START RECORD EXCERPTS
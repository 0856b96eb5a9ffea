//! # FAMS Shared Memory Queues
//!
//! Named, capacity-bounded message queues shared between independent
//! processes on one Linux host. A queue is a file under `/dev/shm`
//! holding a small header and a ring buffer of length-prefixed records.
//!
//! ## Features
//!
//! - **Message boundaries**: every `send` is delivered whole by exactly one `receive`
//! - **Blocking flow control**: senders block while full, receivers while empty
//! - **Competing consumers**: any number of threads and processes may receive
//! - **End-of-stream**: `signal_end` wakes every blocked thread in every process
//! - **Crash recovery**: robust mutex; stale segments of dead creators are reclaimed
//!
//! ## Synchronisation
//!
//! The header embeds a `PTHREAD_PROCESS_SHARED` robust mutex and two
//! condition variables (`not_empty`, `not_full`) using `CLOCK_MONOTONIC`.
//! Callers never take locks of their own around `send`/`receive`.
//!
//! ## Quick Start
//!
//! ```rust,no_run
//! use fams_shared_memory::{QueueResult, Received, SharedQueue};
//!
//! fn main() -> QueueResult<()> {
//!     // Daemon side: create and own the queue.
//!     let queue = SharedQueue::create("DataReception_EventProcessing", 1 << 20)?;
//!
//!     // Producer side (any process): attach and send.
//!     let producer = SharedQueue::open("DataReception_EventProcessing")?;
//!     producer.send(b"frame bytes")?;
//!
//!     match queue.receive()? {
//!         Received::Message(bytes) => println!("{} bytes", bytes.len()),
//!         Received::EndOfStream => println!("shutting down"),
//!     }
//!
//!     queue.signal_end()?;
//!     queue.release()?;
//!     Ok(())
//! }
//! ```

#![deny(missing_docs)]
#![warn(clippy::all)]

pub mod error;
pub mod platform;
pub mod queue;
pub mod segment;

pub use error::{QueueError, QueueResult};
pub use queue::{Received, SharedQueue};
pub use segment::{MAX_CAPACITY, MIN_CAPACITY, QueueHeader, QueueState};

/// Initialize tracing for queue tools and tests
pub fn init_tracing() {
    use tracing_subscriber::{EnvFilter, fmt};

    let subscriber = fmt::Subscriber::builder()
        .with_env_filter(EnvFilter::from_default_env())
        .with_target(false)
        .with_thread_ids(true)
        .with_line_number(true)
        .finish();

    // A subscriber may already be installed by the host process.
    let _ = tracing::subscriber::set_global_default(subscriber);
}
//! Batch documents accepted by the publisher.

use crate::error::{ReceptionError, ReceptionResult};
use fams_common::consts::{CODE_SLOT_LEN, TIME_SLOT_LEN};
use fams_common::frame::Category;
use fams_common::frame::cistern::CisternBatch;
use fams_common::frame::nitrification::NitrificationBatch;
use fams_common::frame::outside::OutsideBatch;
use fams_common::frame::sensor::SensorBatch;
use fams_common::frame::water_replace::WaterReplaceBatch;
use serde::{Deserialize, Serialize};
use tracing::warn;

/// One batch of one category.
#[derive(Debug, Clone, PartialEq, Serialize, Deserialize)]
#[serde(tag = "category", content = "batch", rename_all = "snake_case")]
pub enum BatchRequest {
    /// Per-port cistern sensor readings.
    Sensor(SensorBatch),
    /// Full cistern readings.
    Cistern(CisternBatch),
    /// Nitrification tank readings.
    Nitrification(NitrificationBatch),
    /// Outdoor readings.
    Outside(OutsideBatch),
    /// Water-replacement tank readings.
    WaterReplace(WaterReplaceBatch),
}

impl BatchRequest {
    /// Parse one JSON document.
    pub fn from_json(text: &str) -> Result<Self, serde_json::Error> {
        serde_json::from_str(text)
    }

    /// Category of the batch.
    pub fn category(&self) -> Category {
        match self {
            Self::Sensor(_) => Category::Sensor,
            Self::Cistern(_) => Category::Cistern,
            Self::Nitrification(_) => Category::Nitrification,
            Self::Outside(_) => Category::Outside,
            Self::WaterReplace(_) => Category::WaterReplace,
        }
    }

    /// Length of every parallel array, in section order.
    pub fn section_lengths(&self) -> Vec<usize> {
        match self {
            Self::Sensor(b) => vec![
                b.accumulated_time.len(),
                b.cistern_code.len(),
                b.port_type.len(),
                b.value.len(),
            ],
            Self::Cistern(b) => vec![
                b.accumulated_time.len(),
                b.cistern_code.len(),
                b.inflow_temp.len(),
                b.outflow_temp.len(),
                b.upper_illuminance.len(),
                b.lower_illuminance.len(),
                b.conductivity.len(),
                b.ph.len(),
            ],
            Self::Nitrification(b) => vec![b.accumulated_time.len(), b.water_temp.len()],
            Self::Outside(b) => vec![
                b.accumulated_time.len(),
                b.room_temp.len(),
                b.humidity.len(),
                b.atmospheric_pressure.len(),
            ],
            Self::WaterReplace(b) => vec![
                b.accumulated_time.len(),
                b.water_level.len(),
                b.water_temp.len(),
            ],
        }
    }

    /// Number of samples.
    pub fn len(&self) -> usize {
        self.section_lengths().first().copied().unwrap_or(0)
    }

    /// Whether the batch holds no sample.
    pub fn is_empty(&self) -> bool {
        self.len() == 0
    }

    /// Reject empty batches and unequal parallel arrays.
    ///
    /// Text longer than its slot is accepted and truncated by the encoder; a
    /// warning is logged.
    ///
    /// # Errors
    ///
    /// Returns [`ReceptionError::InvalidBatch`] describing the problem.
    pub fn validate(&self) -> ReceptionResult<()> {
        let lengths = self.section_lengths();
        let invalid = |reason: String| ReceptionError::InvalidBatch {
            category: self.category(),
            reason,
        };
        if self.is_empty() {
            return Err(invalid("no samples".to_string()));
        }
        if lengths.iter().any(|n| *n != lengths[0]) {
            return Err(invalid(format!("section lengths differ: {lengths:?}")));
        }

        let times: &[String] = match self {
            Self::Sensor(b) => b.accumulated_time.as_slice(),
            Self::Cistern(b) => b.accumulated_time.as_slice(),
            Self::Nitrification(b) => b.accumulated_time.as_slice(),
            Self::Outside(b) => b.accumulated_time.as_slice(),
            Self::WaterReplace(b) => b.accumulated_time.as_slice(),
        };
        let codes: &[String] = match self {
            Self::Sensor(b) => b.cistern_code.as_slice(),
            Self::Cistern(b) => b.cistern_code.as_slice(),
            _ => &[],
        };
        if let Some(long) = times.iter().find(|t| t.len() >= TIME_SLOT_LEN) {
            warn!(category = %self.category(), time = %long, "timestamp will be truncated");
        }
        if let Some(long) = codes.iter().find(|c| c.len() >= CODE_SLOT_LEN) {
            warn!(category = %self.category(), code = %long, "cistern code will be truncated");
        }
        Ok(())
    }

    /// Encode as a frame.
    ///
    /// # Errors
    ///
    /// Returns the encoder's [`fams_common::frame::FrameError`].
    pub fn to_frame(&self) -> ReceptionResult<Vec<u8>> {
        let bytes = match self {
            Self::Sensor(b) => b.encode()?,
            Self::Cistern(b) => b.encode()?,
            Self::Nitrification(b) => b.encode()?,
            Self::Outside(b) => b.encode()?,
            Self::WaterReplace(b) => b.encode()?,
        };
        Ok(bytes)
    }
}

#[cfg(test)]
mod tests {
    use super::*;
    use fams_common::frame::{DecodedFrame, decode};

    #[test]
    fn test_parse_tagged_document() {
        let request = BatchRequest::from_json(
            r#"{"category":"water_replace","batch":{"accumulated_time":["2024-05-01 10:00:00"],"water_level":[120.5],"water_temp":[19.0]}}"#,
        )
        .unwrap();
        assert_eq!(request.category(), Category::WaterReplace);
        assert_eq!(request.len(), 1);
        request.validate().unwrap();

        let bytes = request.to_frame().unwrap();
        match decode(&bytes).unwrap() {
            DecodedFrame::WaterReplace(frame) => {
                assert_eq!(frame.water_level().collect::<Vec<_>>(), vec![120.5]);
            }
            other => panic!("unexpected {:?}", other.category()),
        }
    }

    #[test]
    fn test_unknown_category_rejected() {
        let err = BatchRequest::from_json(r#"{"category":"pond","batch":{}}"#).unwrap_err();
        assert!(err.to_string().contains("pond"));
    }

    #[test]
    fn test_uneven_batch_rejected() {
        let request = BatchRequest::Sensor(SensorBatch {
            accumulated_time: vec!["2024-05-01 10:00:00".into(); 2],
            cistern_code: vec!["C01".into(); 2],
            port_type: vec![1],
            value: vec![18.0, 18.5],
        });
        let err = request.validate().unwrap_err();
        assert!(matches!(
            err,
            ReceptionError::InvalidBatch { category: Category::Sensor, .. }
        ));
        assert!(err.to_string().contains("[2, 2, 1, 2]"));
    }

    #[test]
    fn test_empty_batch_rejected() {
        let request = BatchRequest::Outside(OutsideBatch::default());
        assert!(request.is_empty());
        assert!(request.validate().is_err());
    }
}
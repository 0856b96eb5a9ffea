//! System-wide constants for the FAMS workspace.
//!
//! Single source of truth for wire-format widths, queue names and
//! configuration defaults. Imported by all crates.

use static_assertions::const_assert;

// ─── Frame wire format ──────────────────────────────────────────────

/// Current frame format version, written after the category tag.
pub const FRAME_FORMAT_VERSION: u8 = 1;

/// Bytes before the section table: tag, version, two reserved bytes.
pub const FRAME_PREAMBLE_LEN: usize = 4;

/// Bytes per section table entry: `u32` offset + `u32` count.
pub const SECTION_ENTRY_LEN: usize = 8;

/// Upper bound on sections declared by any category layout.
pub const MAX_SECTIONS: usize = 8;

/// Width of an accumulated-time text slot (including the terminating null).
pub const TIME_SLOT_LEN: usize = 25;

/// Width of a cistern code text slot (including the terminating null).
pub const CODE_SLOT_LEN: usize = 6;

const_assert!(TIME_SLOT_LEN > 1);
const_assert!(CODE_SLOT_LEN > 1);

// ─── Queue names ────────────────────────────────────────────────────

/// Ingress queue written by reception processes, drained by the dispatcher.
pub const INGRESS_QUEUE_NAME: &str = "DataReception_EventProcessing";

/// Egress queue for multi-channel port sensor frames.
pub const SENSOR_QUEUE_NAME: &str = "Processing_Sensor";

/// Egress queue for cistern (tank) frames.
pub const CISTERN_QUEUE_NAME: &str = "Cistern_Processing_Sensor";

/// Egress queue for nitrification tank frames.
pub const NITRIFICATION_QUEUE_NAME: &str = "Nitrification_Processing_Sensor";

/// Egress queue for outdoor / weather frames.
pub const OUTSIDE_QUEUE_NAME: &str = "Outside_Processing_Sensor";

/// Egress queue for water-replacement tank frames.
pub const WATER_REPLACE_QUEUE_NAME: &str = "WaterReplace_Processing_Sensor";

/// Default queue capacity in bytes (1 MiB).
pub const DEFAULT_QUEUE_CAPACITY: usize = 1 << 20;

// ─── Site-level resources ───────────────────────────────────────────

/// Resource id used for nitrification tank samples.
pub const NITRIFICATION_RESOURCE: &str = "nitrification";

/// Resource id used for outdoor samples.
pub const OUTSIDE_RESOURCE: &str = "outside";

/// Resource id used for water-replacement tank samples.
pub const WATER_REPLACE_RESOURCE: &str = "water_replace";

// ─── Processing defaults ────────────────────────────────────────────

/// Default worker thread count per category.
pub const DEFAULT_WORKER_THREADS: usize = 10;

/// Default number of consecutive samples (K) before alert / all-clear mail.
pub const DEFAULT_VIOLATION_COUNT: u32 = 5;

/// Default conductivity sensor coefficient used for salinity conversion.
pub const DEFAULT_CONDUCTIVITY_COEFFICIENT: f64 = 0.757;

/// Default SMTP host.
pub const DEFAULT_SMTP_HOST: &str = "smtp.gmail.com";

/// Default SMTP port.
pub const DEFAULT_SMTP_PORT: u16 = 25;

/// Default bounded join timeout at shutdown, in milliseconds.
pub const DEFAULT_JOIN_TIMEOUT_MS: u64 = 5_000;

/// Default time the daemon waits for worker readiness, in milliseconds.
pub const DEFAULT_STARTUP_TIMEOUT_MS: u64 = 10_000;

/// Default configuration file of the event processing daemon.
pub const DEFAULT_CONFIG_PATH: &str = "/etc/fams/event_processing.toml";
END RECORD EXCERPTS
▶ [EXERCISE BRIEF] Tally up the lines holding the word "frames" in the data above, and answer with that figure only.

▶ [SOLUTION TO THE EXERCISE] 5